During the 3 years - he was persistent in 'winning me back' and I gave him another shot- I was still seeking that Happily Ever After- moment and I wanted my children to have a loving 2 parent home. 
Shortly after we got back together I became pregnant with #3 (accidental, since I was not planning on ANY more children at 32 yrs old)
He lost his job about 2 years ago and we decided that he would go back to school. 
During this time I was not feeling it in the bedroom and things started going south (he was not happy when I rejected his advances)- I suggested it may be the hormones in BC and attempted to talk him into a vasectomy- He WAS NOT on board with that. So in an effort to try to fix myself and our bedroom issue- I got the procedure done.
Around the same time as my procedure (about 9 months ago) I discovered more 'inappropriate' messages. That along with him not helping financially (at all, nothing) and our arguments over sex- I shut down and started pulling away.
He says he did the same earlier this year - That's when he rarely stayed at the house and began going out and sleeping on the couch. 

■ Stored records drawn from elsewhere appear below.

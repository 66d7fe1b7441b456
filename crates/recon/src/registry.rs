//! In-memory curated registry.
//!
//! Serves member-accession queries for the matcher and accepts reconciled
//! plans through [`PlanSink`]. The CLI loads it from CSV exports.

use std::collections::{BTreeMap, BTreeSet, HashMap};

use parking_lot::RwLock;

use crate::error::ReconError;
use crate::matcher::ComplexRegistry;
use crate::model::{ComplexPlan, ComplexRef, CuratedComplex};
use crate::reconcile::apply_plan;

/// Destination for reconciled plans.
pub trait PlanSink: Sync {
    /// Apply a plan. Returns the accession the plan was applied to.
    fn apply(&self, plan: &ComplexPlan) -> Result<String, ReconError>;
}

#[derive(Default)]
struct Inner {
    complexes: BTreeMap<String, CuratedComplex>,
    by_member: HashMap<String, BTreeSet<String>>,
    /// Candidate key to accession assigned when its complex was created.
    created: HashMap<String, String>,
    next_id: u64,
}

impl Inner {
    fn index(&mut self, complex: &CuratedComplex) {
        for member in &complex.member_accessions {
            self.by_member.entry(member.clone()).or_default().insert(complex.accession.clone());
        }
    }
}

pub struct InMemoryRegistry {
    prefix: String,
    inner: RwLock<Inner>,
}

impl InMemoryRegistry {
    /// `prefix` is used for accessions of complexes created by plans,
    /// e.g. `CPX-PRED-` gives `CPX-PRED-1`, `CPX-PRED-2`, ...
    pub fn new(prefix: impl Into<String>) -> Self {
        Self { prefix: prefix.into(), inner: RwLock::new(Inner { next_id: 1, ..Default::default() }) }
    }

    pub fn with_complexes(prefix: impl Into<String>, complexes: Vec<CuratedComplex>) -> Self {
        let registry = Self::new(prefix);
        for complex in complexes {
            registry.insert(complex);
        }
        registry
    }

    /// Insert or replace a complex.
    pub fn insert(&self, complex: CuratedComplex) {
        let mut inner = self.inner.write();
        if let Some(old) = inner.complexes.remove(&complex.accession) {
            for member in &old.member_accessions {
                if let Some(acs) = inner.by_member.get_mut(member) {
                    acs.remove(&old.accession);
                }
            }
        }
        inner.index(&complex);
        inner.complexes.insert(complex.accession.clone(), complex);
    }

    pub fn get(&self, accession: &str) -> Option<CuratedComplex> {
        self.inner.read().complexes.get(accession).cloned()
    }

    pub fn len(&self) -> usize {
        self.inner.read().complexes.len()
    }

    pub fn is_empty(&self) -> bool {
        self.inner.read().complexes.is_empty()
    }

    /// All complexes, ordered by accession.
    pub fn snapshot(&self) -> Vec<CuratedComplex> {
        self.inner.read().complexes.values().cloned().collect()
    }
}

impl ComplexRegistry for InMemoryRegistry {
    fn complexes_containing(&self, accession: &str) -> Result<Vec<CuratedComplex>, ReconError> {
        let inner = self.inner.read();
        let Some(acs) = inner.by_member.get(accession) else {
            return Ok(Vec::new());
        };
        Ok(acs.iter().filter_map(|ac| inner.complexes.get(ac).cloned()).collect())
    }
}

impl PlanSink for InMemoryRegistry {
    fn apply(&self, plan: &ComplexPlan) -> Result<String, ReconError> {
        let mut inner = self.inner.write();
        let accession = match &plan.complex {
            ComplexRef::Existing(ac) => {
                if !inner.complexes.contains_key(ac) {
                    return Err(ReconError::malformed(ac, "plan targets a complex missing from the registry"));
                }
                ac.clone()
            }
            ComplexRef::New(key) => match inner.created.get(key).cloned() {
                Some(ac) => ac,
                None => {
                    let ac = format!("{}{}", self.prefix, inner.next_id);
                    inner.next_id += 1;
                    let mut complex = CuratedComplex::new(ac.clone(), plan.candidate.member_accessions.iter().cloned());
                    complex.is_predicted = true;
                    inner.index(&complex);
                    inner.complexes.insert(ac.clone(), complex);
                    inner.created.insert(key.clone(), ac.clone());
                    log::info!("created complex {ac} for candidate {key}");
                    ac
                }
            },
        };

        if let Some(complex) = inner.complexes.get_mut(&accession) {
            apply_plan(complex, plan);
        }
        Ok(accession)
    }
}

#[cfg(test)]
mod tests {
    use super::*;
    use crate::model::{CandidateComplex, MatchType, XrefAction, XrefKind, XrefOperation};

    fn plan(complex: ComplexRef, members: &[&str]) -> ComplexPlan {
        let candidate = CandidateComplex::new(["H1"], members.iter().copied());
        ComplexPlan {
            xref_ops: vec![XrefOperation {
                complex: complex.clone(),
                kind: XrefKind::Identity,
                action: XrefAction::Add {
                    database: "MI:2424".into(),
                    qualifier: "MI:0356".into(),
                    identifier: "H1".into(),
                },
            }],
            annotation_ops: vec![],
            match_type: MatchType::NoMatch,
            candidate,
            complex,
        }
    }

    #[test]
    fn member_index() {
        let reg = InMemoryRegistry::with_complexes(
            "CPX-PRED-",
            vec![CuratedComplex::new("CPX-1", ["P1", "P2"]), CuratedComplex::new("CPX-2", ["P2", "P3"])],
        );
        let acs = |m: &str| -> Vec<String> {
            reg.complexes_containing(m).unwrap().into_iter().map(|c| c.accession).collect()
        };
        assert_eq!(acs("P2"), vec!["CPX-1", "CPX-2"]);
        assert_eq!(acs("P3"), vec!["CPX-2"]);
        assert!(acs("P9").is_empty());
    }

    #[test]
    fn replacing_reindexes() {
        let reg = InMemoryRegistry::new("X-");
        reg.insert(CuratedComplex::new("CPX-1", ["P1", "P2"]));
        reg.insert(CuratedComplex::new("CPX-1", ["P3"]));
        assert!(reg.complexes_containing("P1").unwrap().is_empty());
        assert_eq!(reg.complexes_containing("P3").unwrap().len(), 1);
        assert_eq!(reg.len(), 1);
    }

    #[test]
    fn new_plan_creates_predicted_complex_once() {
        let reg = InMemoryRegistry::new("CPX-PRED-");
        let p = plan(ComplexRef::New("H1".into()), &["P1", "P2"]);
        let first = reg.apply(&p).unwrap();
        let second = reg.apply(&p).unwrap();
        assert_eq!(first, "CPX-PRED-1");
        assert_eq!(first, second);
        assert_eq!(reg.len(), 1);

        let created = reg.get(&first).unwrap();
        assert!(created.is_predicted);
        assert_eq!(created.xrefs.len(), 1);
        assert_eq!(reg.complexes_containing("P2").unwrap()[0].accession, first);
    }

    #[test]
    fn existing_plan_updates_xrefs() {
        let reg = InMemoryRegistry::with_complexes("X-", vec![CuratedComplex::new("CPX-1", ["P1"])]);
        reg.apply(&plan(ComplexRef::Existing("CPX-1".into()), &["P1"])).unwrap();
        assert_eq!(reg.get("CPX-1").unwrap().xrefs[0].identifier, "H1");

        let err = reg.apply(&plan(ComplexRef::Existing("CPX-9".into()), &["P1"])).unwrap_err();
        assert!(err.is_item_level());
    }
}
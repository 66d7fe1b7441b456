//! Pairwise covariation matrices for curated complexes.
//!
//! Scores come from a sparse store of protein pairs. The store is indexed by
//! unordered pair so each lookup is O(1); loading can be restricted to the
//! proteins of interest to keep large score files manageable.

use std::collections::{BTreeSet, HashMap, HashSet};
use std::ops::Range;

use rayon::prelude::*;
use serde::Serialize;

use crate::error::ReconError;

/// Unordered protein pair: `(a, b)` and `(b, a)` produce the same key.
#[derive(Debug, Clone, PartialEq, Eq, Hash, PartialOrd, Ord)]
pub struct PairKey(String, String);

impl PairKey {
    pub fn new(a: &str, b: &str) -> Self {
        if a <= b {
            Self(a.to_string(), b.to_string())
        } else {
            Self(b.to_string(), a.to_string())
        }
    }

    pub fn first(&self) -> &str {
        &self.0
    }

    pub fn second(&self) -> &str {
        &self.1
    }
}

#[derive(Debug, Clone, PartialEq, Serialize)]
pub struct CovariationEntry {
    pub protein_a: String,
    pub protein_b: String,
    pub probability: f64,
}

/// Anything that can score a protein pair.
pub trait ScoreLookup {
    fn score(&self, a: &str, b: &str) -> Option<f64>;
}

impl<F> ScoreLookup for F
where
    F: Fn(&str, &str) -> Option<f64>,
{
    fn score(&self, a: &str, b: &str) -> Option<f64> {
        self(a, b)
    }
}

/// At most one score per unordered pair; the first one loaded wins.
#[derive(Debug, Default)]
pub struct CovariationStore {
    scores: HashMap<PairKey, f64>,
    duplicates: usize,
}

impl CovariationStore {
    pub fn new() -> Self {
        Self::default()
    }

    /// Returns false when the pair was already present.
    pub fn insert(&mut self, entry: CovariationEntry) -> bool {
        let key = PairKey::new(&entry.protein_a, &entry.protein_b);
        if self.scores.contains_key(&key) {
            self.duplicates += 1;
            return false;
        }
        self.scores.insert(key, entry.probability);
        true
    }

    pub fn len(&self) -> usize {
        self.scores.len()
    }

    pub fn is_empty(&self) -> bool {
        self.scores.is_empty()
    }

    pub fn duplicates(&self) -> usize {
        self.duplicates
    }
}

impl ScoreLookup for CovariationStore {
    fn score(&self, a: &str, b: &str) -> Option<f64> {
        self.scores.get(&PairKey::new(a, b)).copied()
    }
}

// ---------------------------------------------------------------------------
// Matrix
// ---------------------------------------------------------------------------

#[derive(Debug, Clone, PartialEq, Serialize)]
pub struct ComplexCovariation {
    /// Sorted, deduplicated. Row/column order of `matrix`.
    pub protein_ids: Vec<String>,
    pub matrix: Vec<Vec<f64>>,
    /// Scored pairs over all off-diagonal pairs. `None` below two proteins.
    pub coverage: Option<f64>,
    pub pairs_with_score: usize,
    pub total_pairs: usize,
}

impl ComplexCovariation {
    pub fn index_of(&self, protein: &str) -> Option<usize> {
        self.protein_ids.binary_search_by(|p| p.as_str().cmp(protein)).ok()
    }
}

/// Build the symmetric covariation matrix of a protein set.
///
/// One lookup per unordered pair, filled row by row; the lower triangle is
/// copied from rows already built. Missing scores become 0.0 and do not
/// count toward coverage.
pub fn build_covariation<L>(protein_ids: &BTreeSet<String>, lookup: &L) -> ComplexCovariation
where
    L: ScoreLookup + ?Sized,
{
    let ids: Vec<String> = protein_ids.iter().cloned().collect();
    let n = ids.len();
    let mut matrix: Vec<Vec<f64>> = Vec::with_capacity(n);
    let mut pairs_with_score = 0usize;
    let mut total_pairs = 0usize;

    for i in 0..n {
        let mut row = Vec::with_capacity(n);
        for previous in matrix.iter().take(i) {
            row.push(previous[i]);
        }
        row.push(1.0);
        for j in (i + 1)..n {
            total_pairs += 1;
            let score = lookup
                .score(&ids[i], &ids[j])
                .or_else(|| lookup.score(&ids[j], &ids[i]));
            match score {
                Some(p) => {
                    pairs_with_score += 1;
                    row.push(p);
                }
                None => row.push(0.0),
            }
        }
        matrix.push(row);
    }

    let coverage = if total_pairs == 0 {
        None
    } else {
        Some(pairs_with_score as f64 / total_pairs as f64)
    };

    ComplexCovariation { protein_ids: ids, matrix, coverage, pairs_with_score, total_pairs }
}

/// Split pairs of a matrix into (with score, without score) for reporting.
pub fn split_pairs(cov: &ComplexCovariation, lookup: &impl ScoreLookup) -> (Vec<CovariationEntry>, Vec<PairKey>) {
    let mut with_score = Vec::new();
    let mut without_score = Vec::new();
    for (i, a) in cov.protein_ids.iter().enumerate() {
        for b in cov.protein_ids.iter().skip(i + 1) {
            match lookup.score(a, b).or_else(|| lookup.score(b, a)) {
                Some(probability) => with_score.push(CovariationEntry {
                    protein_a: a.clone(),
                    protein_b: b.clone(),
                    probability,
                }),
                None => without_score.push(PairKey::new(a, b)),
            }
        }
    }
    (with_score, without_score)
}

// ---------------------------------------------------------------------------
// Loading
// ---------------------------------------------------------------------------

/// Even split of `total` lines into at most `partitions` contiguous ranges.
/// The first `total % partitions` ranges take one extra line.
pub fn partition_ranges(total: usize, partitions: usize) -> Vec<Range<usize>> {
    let partitions = partitions.max(1).min(total.max(1));
    let base = total / partitions;
    let extra = total % partitions;
    let mut ranges = Vec::with_capacity(partitions);
    let mut start = 0;
    for p in 0..partitions {
        let len = base + usize::from(p < extra);
        ranges.push(start..start + len);
        start += len;
    }
    ranges
}

#[derive(Debug, Clone)]
pub struct LoadOptions {
    pub delimiter: char,
    pub has_header: bool,
    pub partitions: usize,
}

/// Parse delimited `protein_a, protein_b, score` records into a store.
///
/// Records are read with the csv reader, then split into `partitions`
/// ranges converted in parallel; results are merged in range order so
/// duplicate resolution matches a sequential read. With `keep`, pairs
/// touching proteins outside the set are dropped.
pub fn load_scores(
    data: &str,
    options: &LoadOptions,
    keep: Option<&HashSet<String>>,
) -> Result<CovariationStore, ReconError> {
    let mut reader = csv::ReaderBuilder::new()
        .has_headers(options.has_header)
        .delimiter(options.delimiter as u8)
        .flexible(true)
        .trim(csv::Trim::All)
        .from_reader(data.as_bytes());
    let records = reader.records().collect::<Result<Vec<_>, _>>()?;

    let ranges = partition_ranges(records.len(), options.partitions);
    let parsed: Vec<Result<Vec<CovariationEntry>, ReconError>> = ranges
        .into_par_iter()
        .map(|range| {
            let mut out = Vec::with_capacity(range.len());
            for record in &records[range] {
                let entry = parse_record(record)?;
                let wanted = keep.map_or(true, |k| {
                    k.contains(&entry.protein_a) && k.contains(&entry.protein_b)
                });
                if wanted {
                    out.push(entry);
                }
            }
            Ok(out)
        })
        .collect();

    let mut store = CovariationStore::new();
    for part in parsed {
        for entry in part? {
            store.insert(entry);
        }
    }
    if store.duplicates() > 0 {
        log::warn!("ignored {} duplicate covariation pair(s)", store.duplicates());
    }
    log::info!("loaded {} covariation pair(s)", store.len());
    Ok(store)
}

fn parse_record(record: &csv::StringRecord) -> Result<CovariationEntry, ReconError> {
    let line = format!("line {}", record.position().map_or(0, |p| p.line()));
    let (Some(a), Some(b), Some(score)) = (record.get(0), record.get(1), record.get(2)) else {
        return Err(ReconError::malformed(line, "expected protein_a, protein_b, score"));
    };
    if a.is_empty() || b.is_empty() {
        return Err(ReconError::malformed(line, "empty protein id"));
    }
    let probability: f64 = score
        .parse()
        .map_err(|_| ReconError::malformed(line, format!("cannot parse score '{score}'")))?;
    Ok(CovariationEntry { protein_a: a.to_string(), protein_b: b.to_string(), probability })
}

We have had the same arguments for years:
1) He has a high drive- I do NOT- and this builds resentment on both sides He claims it makes him open for EA and the such.
2) He is not financially responsible to the point I can not count on him to help with bills, etc. I actually have no idea where his money goes.. and he seems fine with the ways things are going.
3) I am close with my family - He is not- and claims that his childhood brings a lot of problems to our relationship (I call Bull ****e)

Anywho- after I put my foot down, he has been extremely helpful (for 5 days)- that is until he didn't hear me say "YES- I want us to work"- then he stayed out all night and did absolutely nothing for the next few days. 

After talking - yet again, he stated that he was willing to meet my demands which are as follows:
1) Contribute and support your family- that is financially and around the household.
2) It is not acceptable to go out multiple times a week to "hang-out" with friends- That I need time with him
3) Spend time and actually interact with children (not in the same room on your phone the entire time)
4) NO inappropriate communications with others
*I believe the bar is set pretty low here- am I right? 

BUT- he is only willing to meet my demands if I agree to provide more affection. Sex at least once a week, acknowledging him when he comes home (stop what I am doing and give him a kiss, etc.) <--- These were his suggestions

So what do I do? I love him- always have. Do I just accept the fact that I must be available to him and be affectionate - even when I'm not really feeling it? Or do I say NO- That I need my requirements met beforehand.. 
I have read the 5 love languages and other "save your marriage" books- My language is obviously time and his his, well- physical touch BUT I don't know if I will be able to meet his needs- that's something I can not promise. 
Maybe, If i were a little less stressed- I would want to be affectionate- Or maybe I'm just a cold ice queen with no desire.. 

I WANT to be freakin happy, but can I in this relationship? It appears we have a love/ hate thing going on.. 
But then again- Will I be happy without him? Am I just being too codependent?
When it's good- it's really good- but it seems not to last. Can he REALLY Change for good- or will it be another time bomb, just waiting. I can forgive BUT not forget. 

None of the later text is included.